Medusa in the Graveyard
The Medusa Cycle #2
by Emily Devenport
Tor, $18.99, 301pp
Published: July 2019

Well, I'm finally up to date and it's been one heck of a ride!

Last July, I read the "first book" by "hot new author" Emily Devenport and it rocked my world. Of course, I quickly discovered that she wasn't a new author but her nine previous books were quite a lot previous, as there was a fifteen year gap between her previous novel, 'Enemies', published as by Lee Hogan, and this one. I went back to read and review all of them in order. I prepared for this new book by re-reading 'Medusa Uploaded' and then diving into this one. And, as always, Devenport surprised me.

Reading 'Medusa Uploaded' first, I had no idea if it connected to anything else the author had written and no expectation that it would. Reading it a second time after those earlier nine novels, connections started to appear. Gennady Mironenko? Baba Yaga? Now I know that those are clear ties to the two 'Belarus' books, which means that we're in the same universe.

Reading 'Medusa in the Graveyard', those ties got progressively deeper. It becomes clear, for instance, that our timeframe is after 'Enemies' because we meet one of the hybrids projected for creation at the end of that book, in a danger suit, going about her assassination business. However, they are not the only ties at hand. Bomarigala shows up, of a culture where the more syllables in your name, the more status you have, and Omsk gets a mention. That means that we're in the same universe as 'EggHeads' and 'GodHeads'. Oh, and the time fractures we encounter on Graveyard are surely a tie to those in 'Broken Time', published as Maggy Thomas.
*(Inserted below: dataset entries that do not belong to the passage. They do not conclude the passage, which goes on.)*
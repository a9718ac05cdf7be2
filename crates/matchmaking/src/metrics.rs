//! Metrics for the matchmaking engine
//!
//! Lock-free counters shared by the engine and the notification pipeline,
//! plus serialisable snapshots for the stats endpoint and periodic reports.

use serde::Serialize;
use std::sync::atomic::{AtomicU64, Ordering};
use std::time::Duration;

/// Monotonic counter
#[derive(Debug, Default)]
pub struct Counter {
    value: AtomicU64,
}

impl Counter {
    pub fn new() -> Self {
        Self::default()
    }

    pub fn increment(&self) {
        self.add(1);
    }

    pub fn add(&self, n: u64) {
        self.value.fetch_add(n, Ordering::Relaxed);
    }

    pub fn get(&self) -> u64 {
        self.value.load(Ordering::Relaxed)
    }
}

/// Point-in-time value that can move both ways
#[derive(Debug, Default)]
pub struct Gauge {
    value: AtomicU64,
}

impl Gauge {
    pub fn new() -> Self {
        Self::default()
    }

    pub fn set(&self, value: u64) {
        self.value.store(value, Ordering::Relaxed);
    }

    pub fn add(&self, n: u64) {
        self.value.fetch_add(n, Ordering::Relaxed);
    }

    /// Saturates at zero
    pub fn sub(&self, n: u64) {
        let _ = self
            .value
            .fetch_update(Ordering::Relaxed, Ordering::Relaxed, |v| Some(v.saturating_sub(n)));
    }

    pub fn get(&self) -> u64 {
        self.value.load(Ordering::Relaxed)
    }
}

/// Running latency summary in microseconds
#[derive(Debug)]
pub struct Histogram {
    count: AtomicU64,
    sum: AtomicU64,
    max: AtomicU64,
}

impl Histogram {
    pub fn new() -> Self {
        Self {
            count: AtomicU64::new(0),
            sum: AtomicU64::new(0),
            max: AtomicU64::new(0),
        }
    }

    pub fn record(&self, elapsed: Duration) {
        let us = elapsed.as_micros() as u64;
        self.count.fetch_add(1, Ordering::Relaxed);
        self.sum.fetch_add(us, Ordering::Relaxed);
        self.max.fetch_max(us, Ordering::Relaxed);
    }

    pub fn avg_us(&self) -> u64 {
        let count = self.count.load(Ordering::Relaxed);
        if count == 0 {
            0
        } else {
            self.sum.load(Ordering::Relaxed) / count
        }
    }

    pub fn max_us(&self) -> u64 {
        self.max.load(Ordering::Relaxed)
    }
}

impl Default for Histogram {
    fn default() -> Self {
        Self::new()
    }
}

/// Engine-side counters
#[derive(Debug, Default)]
pub struct EngineMetrics {
    pub submitted: Counter,
    pub rejected: Counter,
    pub requeued: Counter,
    pub dropped: Counter,
    pub pairs_emitted: Counter,
    pub scan_cycles: Counter,
    pub sweeps: Counter,
    pub sweep_pairs: Counter,
    pub scan_latency: Histogram,
}

impl EngineMetrics {
    pub fn new() -> Self {
        Self::default()
    }

    pub fn snapshot(&self, pending_events: u64) -> EngineMetricsSnapshot {
        EngineMetricsSnapshot {
            submitted: self.submitted.get(),
            rejected: self.rejected.get(),
            requeued: self.requeued.get(),
            dropped: self.dropped.get(),
            pairs_emitted: self.pairs_emitted.get(),
            scan_cycles: self.scan_cycles.get(),
            sweeps: self.sweeps.get(),
            sweep_pairs: self.sweep_pairs.get(),
            scan_latency_avg_us: self.scan_latency.avg_us(),
            scan_latency_max_us: self.scan_latency.max_us(),
            pending_events,
        }
    }
}

#[derive(Debug, Clone, Serialize)]
pub struct EngineMetricsSnapshot {
    pub submitted: u64,
    pub rejected: u64,
    pub requeued: u64,
    pub dropped: u64,
    pub pairs_emitted: u64,
    pub scan_cycles: u64,
    pub sweeps: u64,
    pub sweep_pairs: u64,
    pub scan_latency_avg_us: u64,
    pub scan_latency_max_us: u64,
    pub pending_events: u64,
}

/// Notification pipeline counters
#[derive(Debug, Default)]
pub struct PipelineMetrics {
    pub published: Counter,
    pub delivered: Counter,
    pub failed: Counter,
    pub stale: Counter,
    pub panics: Counter,
    pub missing_handles: Counter,
    pub mirrored: Counter,
    pub delivery_latency: Histogram,
}

impl PipelineMetrics {
    pub fn new() -> Self {
        Self::default()
    }

    pub fn processed(&self) -> u64 {
        self.delivered.get() + self.failed.get()
    }

    pub fn snapshot(&self, queued: usize) -> PipelineMetricsSnapshot {
        PipelineMetricsSnapshot {
            published: self.published.get(),
            delivered: self.delivered.get(),
            failed: self.failed.get(),
            stale: self.stale.get(),
            panics: self.panics.get(),
            missing_handles: self.missing_handles.get(),
            mirrored: self.mirrored.get(),
            delivery_latency_avg_us: self.delivery_latency.avg_us(),
            delivery_latency_max_us: self.delivery_latency.max_us(),
            queued,
        }
    }
}

#[derive(Debug, Clone, Serialize)]
pub struct PipelineMetricsSnapshot {
    pub published: u64,
    pub delivered: u64,
    pub failed: u64,
    pub stale: u64,
    pub panics: u64,
    pub missing_handles: u64,
    pub mirrored: u64,
    pub delivery_latency_avg_us: u64,
    pub delivery_latency_max_us: u64,
    pub queued: usize,
}

#[cfg(test)]
mod tests {
    use super::*;

    #[test]
    fn test_gauge_saturates() {
        let g = Gauge::new();
        g.add(2);
        g.sub(5);
        assert_eq!(g.get(), 0);
    }

    #[test]
    fn test_histogram() {
        let h = Histogram::new();
        assert_eq!(h.avg_us(), 0);
        h.record(Duration::from_micros(10));
        h.record(Duration::from_micros(30));
        assert_eq!(h.avg_us(), 20);
        assert_eq!(h.max_us(), 30);
    }

    #[test]
    fn test_engine_snapshot() {
        let m = EngineMetrics::new();
        m.submitted.add(3);
        m.rejected.increment();
        let snap = m.snapshot(7);
        assert_eq!(snap.submitted, 3);
        assert_eq!(snap.rejected, 1);
        assert_eq!(snap.pending_events, 7);
    }
}
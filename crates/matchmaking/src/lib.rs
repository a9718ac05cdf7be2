//! Score-based player matchmaking for matchd
//!
//! Players submit a score and a tolerance. Requests are partitioned into
//! score buckets; a periodic parallel scan pairs compatible players inside each
//! bucket and a low-traffic global sweep pairs players across bucket
//! boundaries. Pairs flow through a bounded notification pipeline that writes
//! the outcome to both players' live connections.
//!
//! # Compatibility
//!
//! Two requests `a` and `b` are compatible when
//! `|a.score - b.score| <= a.match_range` and
//! `|a.score - b.score| <= b.match_range`.
//!
//! # Features
//!
//! - `api`: axum router with the join, stats and health endpoints

pub mod bucket;
pub mod engine;
pub mod error;
pub mod matcher;
pub mod metrics;
pub mod notifier;
pub mod pair;
pub mod registry;
pub mod request;
pub mod transport;

#[cfg(feature = "api")]
pub mod api;

pub use engine::{EngineSettings, MatchingEngine};
pub use error::{MatchingError, PipelineError, Result, TransportError};
pub use notifier::{NotificationPipeline, PairMirror, PipelineConfig};
pub use pair::{MatchPair, PairSide, PairState};
pub use registry::ConnectionRegistry;
pub use request::{ChannelId, PlayerRequest, RequestState};
pub use transport::{ChannelHandle, SharedHandle, TransportHandle};
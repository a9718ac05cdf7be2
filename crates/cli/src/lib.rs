use clap::{Parser, Subcommand, ValueEnum};
use std::path::PathBuf;

/// Default location of the configuration file
pub const DEFAULT_CONFIG_PATH: &str = "master_config/matchd.yaml";

#[derive(Parser, Debug)]
#[command(name = "matchd")]
#[command(about = "matchd - score-based player matchmaking service")]
#[command(version)]
pub struct Cli {
    #[command(subcommand)]
    pub command: Commands,
}

#[derive(Subcommand, Debug)]
pub enum Commands {
    /// Start the matchmaking service
    Start {
        /// Path to the configuration file
        #[arg(short, long, env = "MATCHD_CONFIG", default_value = DEFAULT_CONFIG_PATH)]
        config: PathBuf,

        /// Override HTTP port (0 disables the HTTP API)
        #[arg(long)]
        http: Option<u16>,

        /// Override WebSocket port
        #[arg(long)]
        ws: Option<u16>,

        /// Override the messaging backend
        #[arg(long, value_enum)]
        messaging: Option<MessagingBackend>,
    },

    /// Validate configuration without starting the service
    Validate {
        /// Path to the configuration file
        #[arg(short, long, env = "MATCHD_CONFIG", default_value = DEFAULT_CONFIG_PATH)]
        config: PathBuf,
    },

    /// Write a configuration file with all defaults
    Init {
        /// Output path for the new configuration file
        #[arg(short, long, default_value = "matchd.yaml")]
        output: PathBuf,
    },
}

#[derive(ValueEnum, Clone, Copy, Debug, PartialEq, Eq)]
pub enum MessagingBackend {
    /// In-process broadcast
    Memory,

    /// Redis Streams with consumer groups
    RedisStream,

    /// Redis Pub/Sub
    RedisPubsub,
}

impl MessagingBackend {
    /// Name used in the `messaging.type` setting
    pub fn as_str(&self) -> &'static str {
        match self {
            MessagingBackend::Memory => "memory",
            MessagingBackend::RedisStream => "redis_stream",
            MessagingBackend::RedisPubsub => "redis_pubsub",
        }
    }
}

impl Cli {
    pub fn parse_args() -> Self {
        Self::parse()
    }
}

#[cfg(test)]
mod tests {
    use super::*;

    #[test]
    fn test_start_defaults() {
        let cli = Cli::try_parse_from(["matchd", "start"]).unwrap();
        match cli.command {
            Commands::Start {
                config,
                http,
                ws,
                messaging,
            } => {
                if std::env::var_os("MATCHD_CONFIG").is_none() {
                    assert_eq!(config, PathBuf::from(DEFAULT_CONFIG_PATH));
                }
                assert_eq!(http, None);
                assert_eq!(ws, None);
                assert_eq!(messaging, None);
            }
            other => panic!("unexpected command: {other:?}"),
        }
    }

    #[test]
    fn test_start_overrides() {
        let cli = Cli::try_parse_from([
            "matchd",
            "start",
            "--config",
            "/etc/matchd.yaml",
            "--ws",
            "9000",
            "--messaging",
            "redis-stream",
        ])
        .unwrap();

        match cli.command {
            Commands::Start {
                config,
                ws,
                messaging,
                ..
            } => {
                assert_eq!(config, PathBuf::from("/etc/matchd.yaml"));
                assert_eq!(ws, Some(9000));
                assert_eq!(messaging.map(|m| m.as_str()), Some("redis_stream"));
            }
            other => panic!("unexpected command: {other:?}"),
        }
    }

    #[test]
    fn test_unknown_backend_rejected() {
        assert!(Cli::try_parse_from(["matchd", "start", "--messaging", "kafka"]).is_err());
    }

    #[test]
    fn test_init_output() {
        let cli = Cli::try_parse_from(["matchd", "init", "-o", "out.yaml"]).unwrap();
        assert!(matches!(cli.command, Commands::Init { output } if output == PathBuf::from("out.yaml")));
    }
}
//! Broker-neutral message

use serde::{Deserialize, Serialize};
use std::collections::HashMap;

use crate::error::Result;

/// Payload plus optional routing key and string headers
#[derive(Debug, Clone, Default, PartialEq, Eq, Serialize, Deserialize)]
pub struct Message {
    pub payload: Vec<u8>,
    #[serde(default)]
    pub key: Option<String>,
    #[serde(default)]
    pub headers: HashMap<String, String>,
}

impl Message {
    pub fn new(payload: impl Into<Vec<u8>>) -> Self {
        Self {
            payload: payload.into(),
            ..Self::default()
        }
    }

    /// Serialize `value` as the JSON payload
    pub fn json<T: Serialize>(value: &T) -> Result<Self> {
        Ok(Self::new(serde_json::to_vec(value)?))
    }

    pub fn with_key(mut self, key: impl Into<String>) -> Self {
        self.key = Some(key.into());
        self
    }

    pub fn with_header(mut self, name: impl Into<String>, value: impl Into<String>) -> Self {
        self.headers.insert(name.into(), value.into());
        self
    }

    pub fn header(&self, name: &str) -> Option<&str> {
        self.headers.get(name).map(String::as_str)
    }

    pub fn payload_str(&self) -> Option<&str> {
        std::str::from_utf8(&self.payload).ok()
    }

    /// Self-describing byte form for brokers without native headers
    pub fn to_envelope(&self) -> Result<Vec<u8>> {
        Ok(serde_json::to_vec(self)?)
    }

    pub fn from_envelope(bytes: &[u8]) -> Result<Self> {
        Ok(serde_json::from_slice(bytes)?)
    }
}
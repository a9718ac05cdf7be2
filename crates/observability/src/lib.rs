//! Logging and metrics for matchd
//!
//! [`init_logging`] installs the tracing subscriber once at startup, using the
//! format and level from `monitoring.logging`. [`init_metrics`] starts the
//! Prometheus exporter when `monitoring.metrics.enabled` is set. Metric
//! handles ([`ServerMetrics`], [`MatchMetrics`]) are cheap to clone and record
//! into whatever recorder is installed, or nowhere if none is.

pub mod logging;
pub mod metrics;

pub use logging::{init_logging, LogFormat};
pub use metrics::{init_metrics, MatchMetrics, MatchSample, ServerMetrics};
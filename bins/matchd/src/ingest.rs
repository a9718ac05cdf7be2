//! WebSocket front door
//!
//! Each connection is registered as a writable [`TransportHandle`] so the
//! notification pipeline can reach it. Text (or binary) frames carrying
//! `{"username","score","matchRange"}` are decoded and submitted to the engine.

use async_trait::async_trait;
use matchmaking::{ChannelId, ConnectionRegistry, MatchingEngine, TransportError, TransportHandle};
use observability::ServerMetrics;
use serde::Deserialize;
use server::{ConnectionHandle, ConnectionId, MessageHandler, ServerError};
use std::sync::Arc;
use thiserror::Error;
use tokio_tungstenite::tungstenite::Message;
use tracing::{debug, warn};

/// Reply sent when the engine refuses a submission
pub const REJECTED_REPLY: &str = r#"{"type":"rejected","reason":"backpressure"}"#;

/// Registry key for a WebSocket connection
pub fn channel_for(conn_id: ConnectionId) -> ChannelId {
    ChannelId::new(format!("ws-{conn_id}"))
}

/// Player request as sent by clients
#[derive(Debug, Clone, PartialEq, Eq, Deserialize)]
#[serde(rename_all = "camelCase")]
pub struct PlayerFrame {
    pub username: String,
    pub score: i32,
    pub match_range: i32,
}

#[derive(Debug, Error)]
pub enum FrameError {
    #[error("Invalid JSON: {0}")]
    Json(#[from] serde_json::Error),

    #[error("username is required")]
    MissingUsername,

    #[error("matchRange must not be negative, got {0}")]
    NegativeRange(i32),
}

/// Decode and sanity-check one player frame
pub fn decode_frame(bytes: &[u8]) -> Result<PlayerFrame, FrameError> {
    let frame: PlayerFrame = serde_json::from_slice(bytes)?;
    if frame.username.trim().is_empty() {
        return Err(FrameError::MissingUsername);
    }
    if frame.match_range < 0 {
        return Err(FrameError::NegativeRange(frame.match_range));
    }
    Ok(frame)
}

/// [`TransportHandle`] over a live WebSocket connection
pub struct WsTransport {
    id: ChannelId,
    conn: ConnectionHandle,
}

impl WsTransport {
    pub fn new(conn: ConnectionHandle) -> Self {
        Self {
            id: channel_for(conn.id()),
            conn,
        }
    }
}

#[async_trait]
impl TransportHandle for WsTransport {
    fn id(&self) -> &ChannelId {
        &self.id
    }

    async fn write(&self, payload: Vec<u8>) -> Result<(), TransportError> {
        let frame = match String::from_utf8(payload) {
            Ok(text) => Message::Text(text),
            Err(e) => Message::Binary(e.into_bytes()),
        };

        self.conn.send(frame).await.map_err(|e| match e {
            ServerError::ConnectionClosed { .. } => TransportError::Closed(self.id.to_string()),
            other => TransportError::WriteFailed(other.to_string()),
        })
    }
}

/// Routes WebSocket traffic into the matching engine
pub struct IngestHandler {
    engine: Arc<MatchingEngine>,
    registry: Arc<ConnectionRegistry>,
    metrics: ServerMetrics,
}

impl IngestHandler {
    pub fn new(engine: Arc<MatchingEngine>, registry: Arc<ConnectionRegistry>) -> Self {
        Self {
            engine,
            registry,
            metrics: ServerMetrics::new("ingest"),
        }
    }

    /// Submit a decoded frame; returns the reply to send back, if any
    pub fn submit_frame(&self, channel: ChannelId, frame: PlayerFrame) -> Option<Message> {
        let PlayerFrame {
            username,
            score,
            match_range,
        } = frame;

        if self.engine.submit(username, score, match_range, channel) {
            None
        } else {
            Some(Message::Text(REJECTED_REPLY.to_string()))
        }
    }
}

impl MessageHandler for IngestHandler {
    fn handle(&self, conn: &ConnectionHandle, message: Message) -> Option<Message> {
        let decoded = match &message {
            Message::Text(text) => decode_frame(text.as_bytes()),
            Message::Binary(bytes) => decode_frame(bytes),
            _ => return None,
        };

        match decoded {
            Ok(frame) => self.submit_frame(channel_for(conn.id()), frame),
            Err(e) => {
                self.metrics.message_dropped();
                debug!(conn_id = conn.id(), error = %e, "Dropping malformed frame");
                None
            }
        }
    }

    fn on_connect(&self, conn: &ConnectionHandle) {
        let transport = Arc::new(WsTransport::new(conn.clone()));
        if self.registry.register(transport).is_some() {
            warn!(conn_id = conn.id(), "Replaced an existing registration");
        }
    }

    fn on_disconnect(&self, conn_id: ConnectionId) {
        self.registry.unregister(&channel_for(conn_id));
    }
}
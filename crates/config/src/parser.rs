use crate::*;
use anyhow::{Context, Result};
use std::fs;
use std::path::Path;
use tracing::{debug, info, instrument};

#[instrument(skip(path))]
pub fn load_config<P: AsRef<Path>>(path: P) -> Result<MatchdConfig> {
    let path = path.as_ref();
    info!("Loading configuration from: {:?}", path);

    let content = fs::read_to_string(path)
        .with_context(|| format!("Failed to read config file: {:?}", path))?;

    debug!("Config file content length: {} bytes", content.len());

    let config = parse_config(&content)?;
    info!("Configuration loaded successfully");
    Ok(config)
}

/// Substitute environment variables, then parse YAML
pub fn parse_config(content: &str) -> Result<MatchdConfig> {
    let substituted = substitution::substitute_env_vars(content)?;
    debug!("Environment variable substitution completed");

    serde_yaml::from_str(&substituted).with_context(|| "Failed to parse YAML configuration")
}

#[instrument]
pub fn generate_default_config() -> MatchdConfig {
    MatchdConfig {
        messaging: MessagingConfig {
            redis: Some(RedisConfig::default()),
            ..MessagingConfig::default()
        },
        ..MatchdConfig::default()
    }
}

#[instrument]
pub fn save_config<P: AsRef<Path> + std::fmt::Debug>(config: &MatchdConfig, path: P) -> Result<()> {
    let path = path.as_ref();
    info!("Saving configuration to: {:?}", path);

    let yaml = serde_yaml::to_string(config)
        .with_context(|| "Failed to serialize configuration to YAML")?;

    fs::write(path, yaml)
        .with_context(|| format!("Failed to write config file: {:?}", path))?;

    info!("Configuration saved successfully");
    Ok(())
}

#[cfg(test)]
mod tests {
    use super::*;

    #[test]
    fn test_generated_config_round_trips() {
        let generated = generate_default_config();
        let yaml = serde_yaml::to_string(&generated).unwrap();
        let parsed = parse_config(&yaml).unwrap();

        assert_eq!(parsed.matching.bucket_size, generated.matching.bucket_size);
        assert!(parsed.messaging.redis.is_some());
        assert!(validate_config(&parsed).is_valid());
    }

    #[test]
    fn test_parse_substitutes_env() {
        std::env::set_var("MATCHD_TEST_WS_PORT", "9999");
        let cfg = parse_config("server:\n  ws_port: ${MATCHD_TEST_WS_PORT}\n").unwrap();
        assert_eq!(cfg.server.ws_port, 9999);
    }

    #[test]
    fn test_save_and_load() {
        let path = std::env::temp_dir().join(format!("matchd-{}.yaml", std::process::id()));
        save_config(&generate_default_config(), &path).unwrap();

        let loaded = load_config(&path).unwrap();
        assert_eq!(loaded.service.name, "matchd");

        let _ = fs::remove_file(&path);
    }

    #[test]
    fn test_load_missing_file() {
        assert!(load_config("/nonexistent/matchd.yaml").is_err());
    }
}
Just for emphasis, that means that the 'Medusa' books (by Emily Devenport) are set in the same universe as the 'Belarus' books (by Lee Hogan) and the 'EggHeads' books (by the earlier Emily Devenport) and very possibly 'Broken Time' (by Maggy Thomas). How many other books connect to what appear to be two entirely separate series and a third unrelated book, which were written by what appear to be three authors, but are really all the same one? I like this. It's twisted. Now, do 'Shade' and 'Larissa' fit in here too?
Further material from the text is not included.